Consequently, in 1995, the city decided to get out of the garbage business, awarding Houston-based Browning-Ferris Industries a 10-year contract to serve about 6,500 households, and a year later, the municipal landfill did close, as expected. As a result of the contract, the days, locations and methods of trash pickup have changed in Conroe.
Rather than twice-a-week collections over four days, the garbage is collected twice a week over the course of six days. Each household has a 68- or 96-gallon container cart that uses automated side-loaded trucks rather than the rear-loader trucks the city had used.
Under the contract, residents are allowed to include yard waste in their regular collection. However, households that dispose of more waste than can fit in their container carts must order tags for 40 cents apiece and attach them to the extra items.

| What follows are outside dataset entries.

use scraper::Html;

use crate::parse::{
    normalize::{parse_open_hours, OpenHours},
    text_from_selection::{first_match, text_of},
    Error,
};
use crate::static_selector;

// This page words its hours in a way the parser cannot read.
const TRIOLET_URL: &str = "https://www.crous-montpellier.fr/restaurant/resto-u-triolet/";

/// Opening hours from the first paragraph of the `.info` block.
pub fn extract_open_hours(document: &Html, url: &str) -> Result<OpenHours, Error> {
    if url == TRIOLET_URL {
        return Ok(OpenHours::new("11:15", "14:00"));
    }
    static_selector!(HOURS_SELECTOR <- ".info p");
    let paragraph = first_match(&HOURS_SELECTOR, document.root_element(), ".info p")?;
    parse_open_hours(&text_of(paragraph))
}
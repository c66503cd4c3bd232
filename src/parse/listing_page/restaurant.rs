use crate::parse::{Coordinates, OpenHours};

/// A restaurant as listed on the "où manger" page.
///
/// The id stays `0` until the store hands one back.
#[derive(Debug, Clone, PartialEq)]
pub struct Restaurant {
    id: i32,
    name: String,
    url: String,
    coordinates: Option<Coordinates>,
    open_hours: Option<OpenHours>,
}

impl Restaurant {
    pub fn new(name: impl Into<String>, url: impl Into<String>) -> Self {
        Self {
            id: 0,
            name: name.into(),
            url: url.into(),
            coordinates: None,
            open_hours: None,
        }
    }

    #[must_use]
    pub fn with_id(mut self, id: i32) -> Self {
        self.id = id;
        self
    }

    #[must_use]
    pub fn with_coordinates(mut self, coordinates: Option<Coordinates>) -> Self {
        self.coordinates = coordinates;
        self
    }

    #[must_use]
    pub fn with_open_hours(mut self, open_hours: Option<OpenHours>) -> Self {
        self.open_hours = open_hours;
        self
    }

    pub const fn id(&self) -> i32 {
        self.id
    }

    pub fn name(&self) -> &str {
        &self.name
    }

    pub fn url(&self) -> &str {
        &self.url
    }

    pub const fn coordinates(&self) -> Option<Coordinates> {
        self.coordinates
    }

    pub const fn open_hours(&self) -> Option<&OpenHours> {
        self.open_hours.as_ref()
    }

    pub fn set_url(&mut self, url: impl Into<String>) {
        self.url = url.into();
    }

    pub fn set_coordinates(&mut self, coordinates: Coordinates) {
        self.coordinates = Some(coordinates);
    }

    pub fn set_open_hours(&mut self, open_hours: OpenHours) {
        self.open_hours = Some(open_hours);
    }

    /// Only persisted restaurants with a page to visit can be scraped.
    pub fn is_scrapable(&self) -> bool {
        self.id != 0 && !self.url.is_empty()
    }
}
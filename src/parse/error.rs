use thiserror::Error;

#[derive(Debug, Error)]
pub enum Error {
    /// An anchor element or attribute the page layout should have is absent.
    #[error("{0} was not found on the page")]
    Missing(String),
    /// The anchor is there but its content cannot be used.
    #[error("Malformed page content: {0}")]
    Malformed(String),
    #[error("Should return 2 values when parsing hours but got {found} for input {input:?}")]
    UnderspecifiedTime { found: usize, input: String },
}

impl Error {
    pub fn missing(what: &str) -> Self {
        Self::Missing(what.to_string())
    }

    pub fn malformed(msg: &str) -> Self {
        Self::Malformed(msg.to_string())
    }

    /// Missing anchors mean "skip this entity"; anything else points at a
    /// change in the source format.
    pub const fn is_recoverable(&self) -> bool {
        matches!(self, Self::Missing(_))
    }
}
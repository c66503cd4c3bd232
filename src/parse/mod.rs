mod error;
mod listing_page;
mod normalize;
mod restaurant_page;
mod schools;
mod static_selector;
mod text_from_selection;

pub use error::Error;
pub use listing_page::{extract_listing, Restaurant, ALLOWED_CITIES};
pub use normalize::{normalize_menu_date, parse_open_hours, OpenHours};
pub use restaurant_page::{
    extract_coordinates, extract_open_hours, extract_restaurant_details, Coordinates, FoodPage,
    Foody, Meal, RestaurantDetails,
};
pub use schools::{extract_schools, ApiResponse, ApiSchool, School};
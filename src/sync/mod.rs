//! End to end refresh of the restaurant, meal, keyword and school tables.

mod meals;
mod roster;
mod schools;

use scraper::Html;
use tracing::instrument;
use url::Url;

use crate::config::Config;
use crate::fetch::Fetcher;
use crate::store::Store;

pub use meals::MealsReport;

pub struct Crawler {
    store: Store,
    fetcher: Fetcher,
    listing_url: String,
    schools_url: String,
}

impl Crawler {
    pub fn new(config: &Config, store: Store) -> crate::Result<Self> {
        Ok(Self {
            store,
            fetcher: Fetcher::new(config.rate_limit)?,
            listing_url: config.listing_url.clone(),
            schools_url: config.schools_url.clone(),
        })
    }

    pub const fn store(&self) -> &Store {
        &self.store
    }

    /// Fetches `url` and hands the parsed page to `extract`. The document
    /// never outlives the call.
    async fn scrape<T, E>(
        &self,
        url: &str,
        extract: impl FnOnce(&Html) -> Result<T, E>,
    ) -> crate::Result<T>
    where
        crate::Error: From<E>,
    {
        let body = self.fetcher.page(url).await?;
        Ok(extract(&Html::parse_document(&body))?)
    }

    /// Listing links may be relative to the listing page.
    fn absolute_url(&self, href: &str) -> crate::Result<String> {
        let base = Url::parse(&self.listing_url)
            .map_err(|e| crate::Error::Config(format!("{}: {e}", self.listing_url)))?;
        base.join(href)
            .map(String::from)
            .map_err(|e| crate::parse::Error::malformed(&format!("link {href:?}: {e}")).into())
    }

    /// Creates the tables.
    pub async fn up(&self) -> crate::Result<()> {
        self.store.migrate().await?;
        log::info!("schema is up to date");
        Ok(())
    }

    /// Schema, roster then meals.
    pub async fn bootstrap(&self) -> crate::Result<MealsReport> {
        self.up().await?;
        self.refresh_roster().await?;
        self.refresh_meals().await
    }

    /// Checks that `url`, or the listing page when none is given, answers.
    #[instrument(skip(self))]
    pub async fn ping(&self, url: Option<&str>) -> crate::Result<()> {
        let url = url.unwrap_or(&self.listing_url);
        match self.fetcher.page(url).await {
            Ok(_) => {
                log::info!("{url} is reachable");
                Ok(())
            }
            Err(e) => {
                log::error!("{url} is unreachable: {e}");
                Err(e.into())
            }
        }
    }
}


#[cfg(test)]
mod tests {
    use super::test_support::{crawler, fixture, serve};
    use super::*;
    use wiremock::MockServer;

    #[tokio::test]
    async fn test_absolute_url() {
        let server = MockServer::start().await;
        let (crawler, _) = crawler(&server);
        assert_eq!(
            crawler.absolute_url("/restaurant/brasserie-triolet/").unwrap(),
            format!("{}/restaurant/brasserie-triolet/", server.uri())
        );
        assert_eq!(
            crawler
                .absolute_url("https://www.crous-montpellier.fr/restaurant/resto-u-triolet/")
                .unwrap(),
            "https://www.crous-montpellier.fr/restaurant/resto-u-triolet/"
        );
    }

    #[tokio::test]
    async fn test_ping() {
        let server = MockServer::start().await;
        serve(&server, "/ou-manger/", 200, fixture("listing.html")).await;
        let (crawler, _) = crawler(&server);

        crawler.ping(None).await.unwrap();
        let missing = format!("{}/nowhere", server.uri());
        assert!(matches!(
            crawler.ping(Some(&missing)).await,
            Err(crate::Error::Request(_))
        ));
    }

    #[tokio::test]
    async fn test_bootstrap_fills_every_table() {
        let server = MockServer::start().await;
        serve(&server, "/ou-manger/", 200, fixture("listing.html")).await;
        for slug in ["brasserie-triolet", "resto-u-richter", "cafeteria-sete"] {
            serve(
                &server,
                &format!("/restaurant/{slug}/"),
                200,
                fixture("restaurant.html"),
            )
            .await;
        }
        let (crawler, memory) = crawler(&server);

        let report = crawler.bootstrap().await.unwrap();
        assert_eq!(memory.restaurants().await.len(), 3);
        assert_eq!(report.processed, 3);
        assert_eq!(report.skipped, 0);
        assert_eq!(memory.meals().await.len(), 6);
        assert!(!memory.keywords().await.is_empty());
    }
}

City Manager Craig Lonon estimates about a quarter of the residents participate in curbside recycling, which is available to residents for a one-time fee of $16. A drop-off center has been established for residents who do not use the curbside service and for those who want to get rid of large items such as couches, washers and dryers.
The city expects to save about $190,000 per year with the new contract. Conroe also realized a windfall by selling the department of public works’ garbage trucks, which it no longer needs, to the firm for about $200,000.
Moreover, through attrition, the city is saving money by having fewer employees on its payroll. As part of the contract terms, the 14 city sanitation workers were guaranteed employment with the contractor if they could not find other city jobs. Several retired or found other jobs, and, eventually, only three ended up working for the company.